[Saved data entries]
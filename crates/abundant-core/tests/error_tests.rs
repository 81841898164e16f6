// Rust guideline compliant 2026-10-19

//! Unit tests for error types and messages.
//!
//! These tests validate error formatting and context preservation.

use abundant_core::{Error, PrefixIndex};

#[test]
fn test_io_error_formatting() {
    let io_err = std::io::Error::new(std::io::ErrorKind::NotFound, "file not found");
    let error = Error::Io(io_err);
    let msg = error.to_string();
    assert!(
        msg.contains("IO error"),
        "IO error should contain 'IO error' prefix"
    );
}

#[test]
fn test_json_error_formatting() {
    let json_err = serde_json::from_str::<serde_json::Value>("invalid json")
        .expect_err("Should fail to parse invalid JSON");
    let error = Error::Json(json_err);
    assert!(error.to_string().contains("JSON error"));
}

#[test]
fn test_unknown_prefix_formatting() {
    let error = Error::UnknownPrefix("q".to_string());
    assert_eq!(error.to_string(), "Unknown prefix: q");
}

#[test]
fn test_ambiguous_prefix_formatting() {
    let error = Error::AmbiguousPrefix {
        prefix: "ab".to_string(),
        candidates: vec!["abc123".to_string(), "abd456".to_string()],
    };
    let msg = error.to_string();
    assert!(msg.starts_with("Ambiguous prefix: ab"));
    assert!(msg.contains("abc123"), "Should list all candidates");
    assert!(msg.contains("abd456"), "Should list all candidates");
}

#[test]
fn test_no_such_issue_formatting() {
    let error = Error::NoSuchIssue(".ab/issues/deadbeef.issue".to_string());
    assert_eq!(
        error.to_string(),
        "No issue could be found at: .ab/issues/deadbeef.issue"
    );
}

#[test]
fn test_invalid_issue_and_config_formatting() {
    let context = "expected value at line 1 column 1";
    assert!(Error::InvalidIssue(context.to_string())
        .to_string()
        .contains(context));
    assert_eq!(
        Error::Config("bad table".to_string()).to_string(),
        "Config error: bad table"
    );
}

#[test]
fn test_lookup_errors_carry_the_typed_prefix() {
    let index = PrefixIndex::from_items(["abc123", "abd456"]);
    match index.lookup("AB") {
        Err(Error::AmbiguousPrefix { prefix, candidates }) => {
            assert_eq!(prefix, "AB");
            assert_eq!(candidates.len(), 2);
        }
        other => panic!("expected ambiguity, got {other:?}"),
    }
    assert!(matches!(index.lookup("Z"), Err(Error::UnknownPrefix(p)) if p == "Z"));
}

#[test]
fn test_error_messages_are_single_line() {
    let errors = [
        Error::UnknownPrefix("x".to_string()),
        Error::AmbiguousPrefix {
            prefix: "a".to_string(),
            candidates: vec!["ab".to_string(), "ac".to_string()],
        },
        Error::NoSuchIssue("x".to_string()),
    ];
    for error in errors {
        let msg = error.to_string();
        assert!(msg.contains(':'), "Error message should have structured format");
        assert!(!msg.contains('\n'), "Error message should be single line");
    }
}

--

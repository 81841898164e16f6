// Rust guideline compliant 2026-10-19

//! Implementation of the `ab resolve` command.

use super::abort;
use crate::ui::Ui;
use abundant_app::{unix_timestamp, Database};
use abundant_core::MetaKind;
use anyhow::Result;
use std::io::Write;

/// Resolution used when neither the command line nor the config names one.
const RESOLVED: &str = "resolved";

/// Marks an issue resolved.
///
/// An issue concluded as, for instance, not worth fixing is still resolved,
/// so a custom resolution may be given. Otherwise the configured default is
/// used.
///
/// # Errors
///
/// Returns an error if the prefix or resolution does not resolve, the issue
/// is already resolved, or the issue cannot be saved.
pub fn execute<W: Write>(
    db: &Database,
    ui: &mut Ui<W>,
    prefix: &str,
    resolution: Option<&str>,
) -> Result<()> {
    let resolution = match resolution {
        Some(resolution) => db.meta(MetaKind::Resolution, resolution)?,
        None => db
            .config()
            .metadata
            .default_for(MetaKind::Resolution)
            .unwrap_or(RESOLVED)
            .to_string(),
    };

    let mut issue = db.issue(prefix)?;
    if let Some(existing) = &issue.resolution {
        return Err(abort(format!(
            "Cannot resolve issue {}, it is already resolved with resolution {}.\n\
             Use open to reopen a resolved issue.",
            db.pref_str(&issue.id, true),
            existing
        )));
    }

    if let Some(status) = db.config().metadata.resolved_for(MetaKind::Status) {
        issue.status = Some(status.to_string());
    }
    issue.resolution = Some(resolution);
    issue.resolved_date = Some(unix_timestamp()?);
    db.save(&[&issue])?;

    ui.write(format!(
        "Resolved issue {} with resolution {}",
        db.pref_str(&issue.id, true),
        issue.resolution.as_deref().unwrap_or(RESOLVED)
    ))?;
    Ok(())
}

...

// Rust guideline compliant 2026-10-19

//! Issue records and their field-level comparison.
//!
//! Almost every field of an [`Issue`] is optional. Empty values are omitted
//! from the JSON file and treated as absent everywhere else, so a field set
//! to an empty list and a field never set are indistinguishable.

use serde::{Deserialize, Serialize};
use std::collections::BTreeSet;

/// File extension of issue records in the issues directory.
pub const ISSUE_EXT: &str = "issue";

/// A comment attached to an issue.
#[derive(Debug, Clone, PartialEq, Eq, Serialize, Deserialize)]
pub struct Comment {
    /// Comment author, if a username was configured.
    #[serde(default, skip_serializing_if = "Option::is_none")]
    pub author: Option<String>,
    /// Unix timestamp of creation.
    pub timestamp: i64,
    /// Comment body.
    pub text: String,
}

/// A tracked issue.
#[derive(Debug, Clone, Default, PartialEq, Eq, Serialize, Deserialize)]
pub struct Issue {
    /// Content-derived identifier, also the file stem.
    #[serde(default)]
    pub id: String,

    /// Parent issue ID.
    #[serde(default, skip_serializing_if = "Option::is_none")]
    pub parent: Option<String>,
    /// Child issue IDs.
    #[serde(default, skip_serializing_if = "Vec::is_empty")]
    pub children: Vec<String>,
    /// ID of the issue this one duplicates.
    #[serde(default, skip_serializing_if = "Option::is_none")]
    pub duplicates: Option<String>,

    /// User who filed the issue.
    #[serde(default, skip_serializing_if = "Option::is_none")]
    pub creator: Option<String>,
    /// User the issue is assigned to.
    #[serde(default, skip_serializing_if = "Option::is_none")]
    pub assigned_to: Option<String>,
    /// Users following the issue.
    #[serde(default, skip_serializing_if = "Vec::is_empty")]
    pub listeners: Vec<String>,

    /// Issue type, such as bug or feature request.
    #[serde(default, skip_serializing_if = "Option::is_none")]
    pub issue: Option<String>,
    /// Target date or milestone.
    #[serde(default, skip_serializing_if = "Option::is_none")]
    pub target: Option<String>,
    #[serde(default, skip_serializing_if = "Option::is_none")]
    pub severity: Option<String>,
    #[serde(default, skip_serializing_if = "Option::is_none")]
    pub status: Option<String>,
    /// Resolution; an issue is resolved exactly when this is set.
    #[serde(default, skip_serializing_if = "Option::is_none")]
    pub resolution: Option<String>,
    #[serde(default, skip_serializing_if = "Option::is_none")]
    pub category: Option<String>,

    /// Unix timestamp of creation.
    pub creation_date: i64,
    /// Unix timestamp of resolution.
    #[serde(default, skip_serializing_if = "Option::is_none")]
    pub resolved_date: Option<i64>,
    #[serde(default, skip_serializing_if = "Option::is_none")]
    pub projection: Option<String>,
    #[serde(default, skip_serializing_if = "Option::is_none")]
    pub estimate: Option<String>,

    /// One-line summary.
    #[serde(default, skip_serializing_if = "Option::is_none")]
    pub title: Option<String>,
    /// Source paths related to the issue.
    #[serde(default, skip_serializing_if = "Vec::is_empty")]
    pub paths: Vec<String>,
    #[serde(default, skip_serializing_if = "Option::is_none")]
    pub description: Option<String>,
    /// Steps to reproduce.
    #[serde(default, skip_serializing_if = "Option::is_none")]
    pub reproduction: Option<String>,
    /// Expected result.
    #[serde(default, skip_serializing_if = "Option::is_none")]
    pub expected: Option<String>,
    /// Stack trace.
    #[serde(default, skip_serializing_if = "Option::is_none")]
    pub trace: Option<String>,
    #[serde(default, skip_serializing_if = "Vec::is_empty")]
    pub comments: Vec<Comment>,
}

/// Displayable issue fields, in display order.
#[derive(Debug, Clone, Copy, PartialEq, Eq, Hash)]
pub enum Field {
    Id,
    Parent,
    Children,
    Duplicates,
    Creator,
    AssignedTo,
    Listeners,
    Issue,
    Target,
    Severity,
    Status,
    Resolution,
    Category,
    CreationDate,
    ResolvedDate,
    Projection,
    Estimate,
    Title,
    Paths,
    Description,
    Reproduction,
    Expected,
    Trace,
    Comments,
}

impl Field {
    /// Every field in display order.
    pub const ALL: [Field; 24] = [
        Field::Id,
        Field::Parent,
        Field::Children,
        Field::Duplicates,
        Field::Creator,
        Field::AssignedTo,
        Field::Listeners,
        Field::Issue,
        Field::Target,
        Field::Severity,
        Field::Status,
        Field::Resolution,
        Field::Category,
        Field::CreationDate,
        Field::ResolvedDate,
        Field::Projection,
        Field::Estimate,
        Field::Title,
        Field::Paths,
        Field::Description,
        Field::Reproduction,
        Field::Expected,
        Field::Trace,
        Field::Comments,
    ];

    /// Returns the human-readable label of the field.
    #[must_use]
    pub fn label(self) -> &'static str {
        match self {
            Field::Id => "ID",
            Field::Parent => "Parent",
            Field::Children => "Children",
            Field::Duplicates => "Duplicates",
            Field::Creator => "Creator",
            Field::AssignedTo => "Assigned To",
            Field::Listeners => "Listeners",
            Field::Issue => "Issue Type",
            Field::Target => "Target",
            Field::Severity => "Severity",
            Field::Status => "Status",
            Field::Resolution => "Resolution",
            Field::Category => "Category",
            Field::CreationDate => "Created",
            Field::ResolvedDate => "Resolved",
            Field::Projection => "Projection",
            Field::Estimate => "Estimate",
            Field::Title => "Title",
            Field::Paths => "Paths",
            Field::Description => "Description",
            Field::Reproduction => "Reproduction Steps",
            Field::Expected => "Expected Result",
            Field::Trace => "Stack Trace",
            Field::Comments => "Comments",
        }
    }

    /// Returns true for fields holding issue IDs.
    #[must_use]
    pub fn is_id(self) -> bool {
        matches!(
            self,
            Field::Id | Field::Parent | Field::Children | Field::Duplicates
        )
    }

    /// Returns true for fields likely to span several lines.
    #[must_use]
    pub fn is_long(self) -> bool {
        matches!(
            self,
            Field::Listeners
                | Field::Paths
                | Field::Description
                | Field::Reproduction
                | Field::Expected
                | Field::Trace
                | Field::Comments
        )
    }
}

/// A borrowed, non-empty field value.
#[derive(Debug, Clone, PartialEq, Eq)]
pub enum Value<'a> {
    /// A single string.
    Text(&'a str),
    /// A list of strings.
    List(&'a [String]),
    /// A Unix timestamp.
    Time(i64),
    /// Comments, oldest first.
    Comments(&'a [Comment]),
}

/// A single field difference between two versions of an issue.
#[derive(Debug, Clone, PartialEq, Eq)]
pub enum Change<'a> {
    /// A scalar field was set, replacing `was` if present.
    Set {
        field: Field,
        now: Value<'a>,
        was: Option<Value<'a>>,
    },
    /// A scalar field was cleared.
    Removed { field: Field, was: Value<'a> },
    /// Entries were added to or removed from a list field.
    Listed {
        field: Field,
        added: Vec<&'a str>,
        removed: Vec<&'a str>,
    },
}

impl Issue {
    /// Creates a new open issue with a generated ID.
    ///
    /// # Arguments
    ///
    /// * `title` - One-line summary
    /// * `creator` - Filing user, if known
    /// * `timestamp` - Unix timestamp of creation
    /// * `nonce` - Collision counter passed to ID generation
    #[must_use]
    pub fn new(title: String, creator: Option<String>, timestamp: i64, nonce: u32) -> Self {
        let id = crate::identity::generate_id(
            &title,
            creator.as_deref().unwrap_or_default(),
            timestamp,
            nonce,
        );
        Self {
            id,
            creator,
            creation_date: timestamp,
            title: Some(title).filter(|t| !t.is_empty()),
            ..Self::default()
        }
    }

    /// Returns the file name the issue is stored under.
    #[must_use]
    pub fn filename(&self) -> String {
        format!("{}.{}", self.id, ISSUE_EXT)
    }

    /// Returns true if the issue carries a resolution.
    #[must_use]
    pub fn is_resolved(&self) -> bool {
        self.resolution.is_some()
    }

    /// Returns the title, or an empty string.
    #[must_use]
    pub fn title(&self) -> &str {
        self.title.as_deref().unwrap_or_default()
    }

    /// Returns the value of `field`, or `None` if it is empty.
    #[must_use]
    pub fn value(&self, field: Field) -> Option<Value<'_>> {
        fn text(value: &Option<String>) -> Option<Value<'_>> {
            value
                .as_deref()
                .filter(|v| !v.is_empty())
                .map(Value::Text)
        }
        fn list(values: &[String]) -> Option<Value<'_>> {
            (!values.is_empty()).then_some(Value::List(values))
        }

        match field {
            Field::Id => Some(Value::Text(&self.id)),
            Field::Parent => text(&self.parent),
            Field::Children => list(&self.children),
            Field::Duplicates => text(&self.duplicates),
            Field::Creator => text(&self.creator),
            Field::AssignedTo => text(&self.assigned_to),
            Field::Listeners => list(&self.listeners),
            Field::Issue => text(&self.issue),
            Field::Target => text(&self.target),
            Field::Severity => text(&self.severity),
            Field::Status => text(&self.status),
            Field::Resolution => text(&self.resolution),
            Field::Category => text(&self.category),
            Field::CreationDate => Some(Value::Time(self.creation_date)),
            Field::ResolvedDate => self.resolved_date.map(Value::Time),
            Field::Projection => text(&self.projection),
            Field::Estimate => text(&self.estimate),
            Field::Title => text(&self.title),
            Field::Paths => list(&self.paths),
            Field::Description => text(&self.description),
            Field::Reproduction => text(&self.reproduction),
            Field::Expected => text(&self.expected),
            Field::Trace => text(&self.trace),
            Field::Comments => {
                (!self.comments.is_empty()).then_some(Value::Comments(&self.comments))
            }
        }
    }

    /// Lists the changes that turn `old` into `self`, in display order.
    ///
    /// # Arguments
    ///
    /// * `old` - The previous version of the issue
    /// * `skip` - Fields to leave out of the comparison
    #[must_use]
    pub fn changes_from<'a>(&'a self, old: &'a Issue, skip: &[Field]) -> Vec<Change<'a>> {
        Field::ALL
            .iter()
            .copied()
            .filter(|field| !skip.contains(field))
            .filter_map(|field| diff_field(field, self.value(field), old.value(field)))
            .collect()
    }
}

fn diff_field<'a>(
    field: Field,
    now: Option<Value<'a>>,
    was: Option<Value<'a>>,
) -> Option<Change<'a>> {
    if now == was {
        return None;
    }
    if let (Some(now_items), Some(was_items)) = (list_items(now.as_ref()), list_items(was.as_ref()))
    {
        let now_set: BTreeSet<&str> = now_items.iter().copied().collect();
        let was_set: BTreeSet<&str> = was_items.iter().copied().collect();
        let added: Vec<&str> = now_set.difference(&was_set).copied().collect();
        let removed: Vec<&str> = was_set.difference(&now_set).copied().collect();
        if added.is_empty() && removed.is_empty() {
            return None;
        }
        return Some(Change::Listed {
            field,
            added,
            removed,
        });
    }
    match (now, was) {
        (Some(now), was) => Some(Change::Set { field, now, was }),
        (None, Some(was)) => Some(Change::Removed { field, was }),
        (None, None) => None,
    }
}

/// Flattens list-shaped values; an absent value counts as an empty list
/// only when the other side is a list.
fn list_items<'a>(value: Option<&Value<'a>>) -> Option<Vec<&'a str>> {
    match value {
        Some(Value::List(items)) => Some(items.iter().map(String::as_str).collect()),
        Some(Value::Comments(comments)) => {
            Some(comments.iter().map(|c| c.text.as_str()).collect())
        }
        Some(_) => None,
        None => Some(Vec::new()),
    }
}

§ WORK TASK: Your answer must consist solely of the lines above between the line holding "let was_set: BTreeSet<&str>" and the line holding "(Some(now), was) =>", inclusive, copied exactly.

§ SOLVED PROBLEM:
        let was_set: BTreeSet<&str> = was_items.iter().copied().collect();
        let added: Vec<&str> = now_set.difference(&was_set).copied().collect();
        let removed: Vec<&str> = was_set.difference(&now_set).copied().collect();
        if added.is_empty() && removed.is_empty() {
            return None;
        }
        return Some(Change::Listed {
            field,
            added,
            removed,
        });
    }
    match (now, was) {
        (Some(now), was) => Some(Change::Set { field, now, was }),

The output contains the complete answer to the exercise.